Work order >> Determine the number of lines in the entries below in which the word "endpoints" appears, and reply with that number only.
Task data section start
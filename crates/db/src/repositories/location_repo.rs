//! Repository for the `locations` table.

use catalog_core::types::DbId;
use sqlx::{PgPool, Postgres, Transaction};

use crate::models::location::{CreateLocation, Location};

/// Column list shared across queries to avoid repetition.
const COLUMNS: &str = "id, name, address, notes, telephone, email, created_at, updated_at";

/// Provides CRUD operations for stock locations.
pub struct LocationRepo;

impl LocationRepo {
    /// Insert a new location, returning the created row.
    pub async fn create(pool: &PgPool, input: &CreateLocation) -> Result<Location, sqlx::Error> {
        let query = format!(
            "INSERT INTO locations (id, name, address, notes, telephone, email)
             VALUES ($1, $2, $3, $4, $5, $6)
             RETURNING {COLUMNS}"
        );
        sqlx::query_as::<_, Location>(&query)
            .bind(DbId::new_v4())
            .bind(&input.name)
            .bind(&input.address)
            .bind(&input.notes)
            .bind(&input.telephone)
            .bind(&input.email)
            .fetch_one(pool)
            .await
    }

    /// Find a location by its ID.
    pub async fn find_by_id(pool: &PgPool, id: DbId) -> Result<Option<Location>, sqlx::Error> {
        let query = format!("SELECT {COLUMNS} FROM locations WHERE id = $1");
        sqlx::query_as::<_, Location>(&query)
            .bind(id)
            .fetch_optional(pool)
            .await
    }

    /// Whether a location with this ID exists.
    pub async fn exists(pool: &PgPool, id: DbId) -> Result<bool, sqlx::Error> {
        let (exists,): (bool,) =
            sqlx::query_as("SELECT EXISTS(SELECT 1 FROM locations WHERE id = $1)")
                .bind(id)
                .fetch_one(pool)
                .await?;
        Ok(exists)
    }

    /// Take a share lock on the location row so it cannot be deleted before the
    /// transaction ends. Returns `false` if the row does not exist.
    pub async fn lock_shared(
        tx: &mut Transaction<'_, Postgres>,
        id: DbId,
    ) -> Result<bool, sqlx::Error> {
        let row: Option<(DbId,)> = sqlx::query_as("SELECT id FROM locations WHERE id = $1 FOR SHARE")
            .bind(id)
            .fetch_optional(&mut **tx)
            .await?;
        Ok(row.is_some())
    }

    /// Find a location by ID and lock its row for the rest of the transaction.
    pub async fn find_for_update(
        tx: &mut Transaction<'_, Postgres>,
        id: DbId,
    ) -> Result<Option<Location>, sqlx::Error> {
        let query = format!("SELECT {COLUMNS} FROM locations WHERE id = $1 FOR UPDATE");
        sqlx::query_as::<_, Location>(&query)
            .bind(id)
            .fetch_optional(&mut **tx)
            .await
    }

    /// List all locations ordered by name.
    pub async fn list(pool: &PgPool) -> Result<Vec<Location>, sqlx::Error> {
        let query = format!("SELECT {COLUMNS} FROM locations ORDER BY name, created_at");
        sqlx::query_as::<_, Location>(&query).fetch_all(pool).await
    }

    /// Write every mutable column of `location` back to its row.
    pub async fn save(
        tx: &mut Transaction<'_, Postgres>,
        location: &Location,
    ) -> Result<Location, sqlx::Error> {
        let query = format!(
            "UPDATE locations SET
                name = $2,
                address = $3,
                notes = $4,
                telephone = $5,
                email = $6,
                updated_at = NOW()
             WHERE id = $1
             RETURNING {COLUMNS}"
        );
        sqlx::query_as::<_, Location>(&query)
            .bind(location.id)
            .bind(&location.name)
            .bind(&location.address)
            .bind(&location.notes)
            .bind(&location.telephone)
            .bind(&location.email)
            .fetch_one(&mut **tx)
            .await
    }

    /// Delete a location by ID. Stock levels held there cascade.
    ///
    /// Returns `true` if a row was removed.
    pub async fn delete(pool: &PgPool, id: DbId) -> Result<bool, sqlx::Error> {
        let result = sqlx::query("DELETE FROM locations WHERE id = $1")
            .bind(id)
            .execute(pool)
            .await?;
        Ok(result.rows_affected() > 0)
    }
}
//! Route definitions for search, mounted at `/search`.

use axum::routing::get;
use axum::Router;

use crate::handlers::search;
use crate::state::AppState;

/// ```text
/// GET /?q=term    -> search
/// ```
pub fn router() -> Router<AppState> {
    Router::new().route("/", get(search::search))
}
//! Route definitions for parts, mounted at `/parts`.

use axum::routing::{get, post};
use axum::Router;

use crate::handlers::part;
use crate::state::AppState;

/// ```text
/// GET    /                              -> list
/// POST   /                              -> create
/// GET    /{id}                          -> get_by_id
/// PATCH  /{id}                          -> update
/// DELETE /{id}                          -> delete
/// GET    /{id}/vehicles                 -> list_vehicles
/// POST   /{id}/vehicles/{vehicle_id}    -> link_vehicle
/// DELETE /{id}/vehicles/{vehicle_id}    -> unlink_vehicle
/// GET    /{id}/stock                    -> list_stock
/// POST   /{id}/stock                    -> set_stock
/// ```
pub fn router() -> Router<AppState> {
    Router::new()
        .route("/", get(part::list).post(part::create))
        .route(
            "/{id}",
            get(part::get_by_id)
                .patch(part::update)
                .delete(part::delete),
        )
        .route("/{id}/vehicles", get(part::list_vehicles))
        .route(
            "/{id}/vehicles/{vehicle_id}",
            post(part::link_vehicle).delete(part::unlink_vehicle),
        )
        .route("/{id}/stock", get(part::list_stock).post(part::set_stock))
}
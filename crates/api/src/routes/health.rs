//! Liveness endpoint, mounted at the root rather than under `/api/v1`.

use axum::extract::State;
use axum::routing::get;
use axum::{Json, Router};
use serde::Serialize;

use crate::state::AppState;

#[derive(Debug, Serialize)]
pub struct HealthResponse {
    pub status: &'static str,
    pub version: &'static str,
    pub db_healthy: bool,
}

impl HealthResponse {
    /// The service answers 200 either way; a failed ping only marks it degraded.
    pub fn from_db(db_healthy: bool) -> Self {
        Self {
            status: if db_healthy { "ok" } else { "degraded" },
            version: env!("CARGO_PKG_VERSION"),
            db_healthy,
        }
    }
}

async fn health(State(state): State<AppState>) -> Json<HealthResponse> {
    let ping = catalog_db::health_check(&state.pool).await;
    if let Err(err) = &ping {
        tracing::warn!(error = %err, "Database ping failed");
    }
    Json(HealthResponse::from_db(ping.is_ok()))
}

pub fn router() -> Router<AppState> {
    Router::new().route("/health", get(health))
}
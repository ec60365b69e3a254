//! Request pacing
//!
//! Page-fetch loops can hammer a provider API in a tight cycle; the pacer
//! spaces fetches out with a token bucket (governor).

use governor::clock::DefaultClock;
use governor::middleware::NoOpMiddleware;
use governor::state::{InMemoryState, NotKeyed};
use governor::{Quota, RateLimiter};
use std::num::NonZeroU32;
use std::sync::Arc;

/// Pacing configuration
#[derive(Debug, Clone)]
pub struct PacerConfig {
    /// Maximum fetches per second
    pub fetches_per_second: u32,
    /// Burst size (max tokens in the bucket)
    pub burst: u32,
}

impl Default for PacerConfig {
    fn default() -> Self {
        Self {
            fetches_per_second: 10,
            burst: 10,
        }
    }
}

impl PacerConfig {
    /// Create a pacing config
    pub fn new(fetches_per_second: u32, burst: u32) -> Self {
        Self {
            fetches_per_second,
            burst,
        }
    }
}

/// Token bucket pacer for page fetches
#[derive(Clone)]
pub struct Pacer {
    limiter: Arc<RateLimiter<NotKeyed, InMemoryState, DefaultClock, NoOpMiddleware>>,
}

impl Pacer {
    /// Create a pacer with the given config
    pub fn new(config: &PacerConfig) -> Self {
        let one = NonZeroU32::MIN;
        let quota = Quota::per_second(NonZeroU32::new(config.fetches_per_second).unwrap_or(one))
            .allow_burst(NonZeroU32::new(config.burst).unwrap_or(one));

        Self {
            limiter: Arc::new(RateLimiter::direct(quota)),
        }
    }

    /// Wait until the next fetch may be issued
    pub async fn wait(&self) {
        self.limiter.until_ready().await;
    }

    /// Check whether a fetch may be issued immediately
    pub fn check(&self) -> bool {
        self.limiter.check().is_ok()
    }
}

impl std::fmt::Debug for Pacer {
    fn fmt(&self, f: &mut std::fmt::Formatter<'_>) -> std::fmt::Result {
        f.debug_struct("Pacer").finish()
    }
}
//! JSON HTTP client
//!
//! A thin GET client for listing endpoints: base URL joining, default
//! headers, per-request query pairs, request pacing, and typed status
//! classification. A 404 surfaces as [`Error::NotFound`] so fallback
//! policies can recognize it; every other non-2xx status is
//! [`Error::HttpStatus`]. The client performs no retries; failed calls
//! propagate to the caller.

use super::pace::{Pacer, PacerConfig};
use crate::error::{Error, Result};
use reqwest::{Client, StatusCode};
use serde_json::Value;
use std::collections::HashMap;
use std::time::Duration;
use tracing::debug;

/// Configuration for the HTTP client
#[derive(Debug, Clone)]
pub struct HttpClientConfig {
    /// Base URL for all requests
    pub base_url: Option<String>,
    /// Request timeout
    pub timeout: Duration,
    /// Request pacing, applied before every fetch
    pub pace: Option<PacerConfig>,
    /// Default headers for all requests
    pub default_headers: HashMap<String, String>,
    /// User agent string
    pub user_agent: String,
}

impl Default for HttpClientConfig {
    fn default() -> Self {
        Self {
            base_url: None,
            timeout: Duration::from_secs(30),
            pace: None,
            default_headers: HashMap::new(),
            user_agent: format!("pagewalk/{}", env!("CARGO_PKG_VERSION")),
        }
    }
}

impl HttpClientConfig {
    /// Create a new config builder
    pub fn builder() -> HttpClientConfigBuilder {
        HttpClientConfigBuilder::default()
    }
}

/// Builder for HTTP client config
#[derive(Default)]
pub struct HttpClientConfigBuilder {
    config: HttpClientConfig,
}

impl HttpClientConfigBuilder {
    /// Set the base URL
    #[must_use]
    pub fn base_url(mut self, url: impl Into<String>) -> Self {
        self.config.base_url = Some(url.into());
        self
    }

    /// Set the request timeout
    #[must_use]
    pub fn timeout(mut self, timeout: Duration) -> Self {
        self.config.timeout = timeout;
        self
    }

    /// Pace requests with a token bucket
    #[must_use]
    pub fn pace(mut self, config: PacerConfig) -> Self {
        self.config.pace = Some(config);
        self
    }

    /// Add a default header
    #[must_use]
    pub fn header(mut self, key: impl Into<String>, value: impl Into<String>) -> Self {
        self.config.default_headers.insert(key.into(), value.into());
        self
    }

    /// Set the user agent
    #[must_use]
    pub fn user_agent(mut self, agent: impl Into<String>) -> Self {
        self.config.user_agent = agent.into();
        self
    }

    /// Build the config
    pub fn build(self) -> HttpClientConfig {
        self.config
    }
}

/// JSON GET client for listing endpoints
pub struct HttpClient {
    client: Client,
    config: HttpClientConfig,
    pacer: Option<Pacer>,
}

impl HttpClient {
    /// Create a client with default configuration
    pub fn new() -> Self {
        Self::with_config(HttpClientConfig::default())
    }

    /// Create a client with custom configuration
    pub fn with_config(config: HttpClientConfig) -> Self {
        let client = Client::builder()
            .timeout(config.timeout)
            .user_agent(&config.user_agent)
            .build()
            .expect("Failed to build HTTP client");

        let pacer = config.pace.as_ref().map(Pacer::new);

        Self {
            client,
            config,
            pacer,
        }
    }

    /// Get the underlying reqwest client
    pub fn inner(&self) -> &Client {
        &self.client
    }

    /// GET a JSON document
    pub async fn get_json(&self, url: &str, query: &[(String, String)]) -> Result<Value> {
        if let Some(ref pacer) = self.pacer {
            pacer.wait().await;
        }

        let full_url = self.build_url(url);
        let mut req = self.client.get(&full_url);

        for (key, value) in &self.config.default_headers {
            req = req.header(key.as_str(), value.as_str());
        }
        if !query.is_empty() {
            req = req.query(query);
        }

        let response = req.send().await?;
        let status = response.status();

        if status == StatusCode::NOT_FOUND {
            return Err(Error::not_found(full_url));
        }
        if !status.is_success() {
            let body = response.text().await.unwrap_or_default();
            return Err(Error::http_status(status.as_u16(), body));
        }

        debug!(url = %full_url, "GET succeeded");
        let body: Value = response.json().await?;
        Ok(body)
    }

    /// GET a JSON document, mapping a 404 to `None`
    ///
    /// Convenience for single-item call sites; other errors propagate.
    pub async fn get_json_opt(
        &self,
        url: &str,
        query: &[(String, String)],
    ) -> Result<Option<Value>> {
        match self.get_json(url, query).await {
            Ok(value) => Ok(Some(value)),
            Err(err) if err.is_not_found() => Ok(None),
            Err(err) => Err(err),
        }
    }

    /// Build the full URL from a path or pass an absolute URL through
    pub(super) fn build_url(&self, path: &str) -> String {
        if path.starts_with("http://") || path.starts_with("https://") {
            return path.to_string();
        }

        match &self.config.base_url {
            Some(base) => {
                let base = base.trim_end_matches('/');
                let path = path.trim_start_matches('/');
                format!("{base}/{path}")
            }
            None => path.to_string(),
        }
    }
}

impl Default for HttpClient {
    fn default() -> Self {
        Self::new()
    }
}

impl std::fmt::Debug for HttpClient {
    fn fmt(&self, f: &mut std::fmt::Formatter<'_>) -> std::fmt::Result {
        f.debug_struct("HttpClient")
            .field("config", &self.config)
            .field("has_pacer", &self.pacer.is_some())
            .finish_non_exhaustive()
    }
}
Task data section end
Worked solution >> 2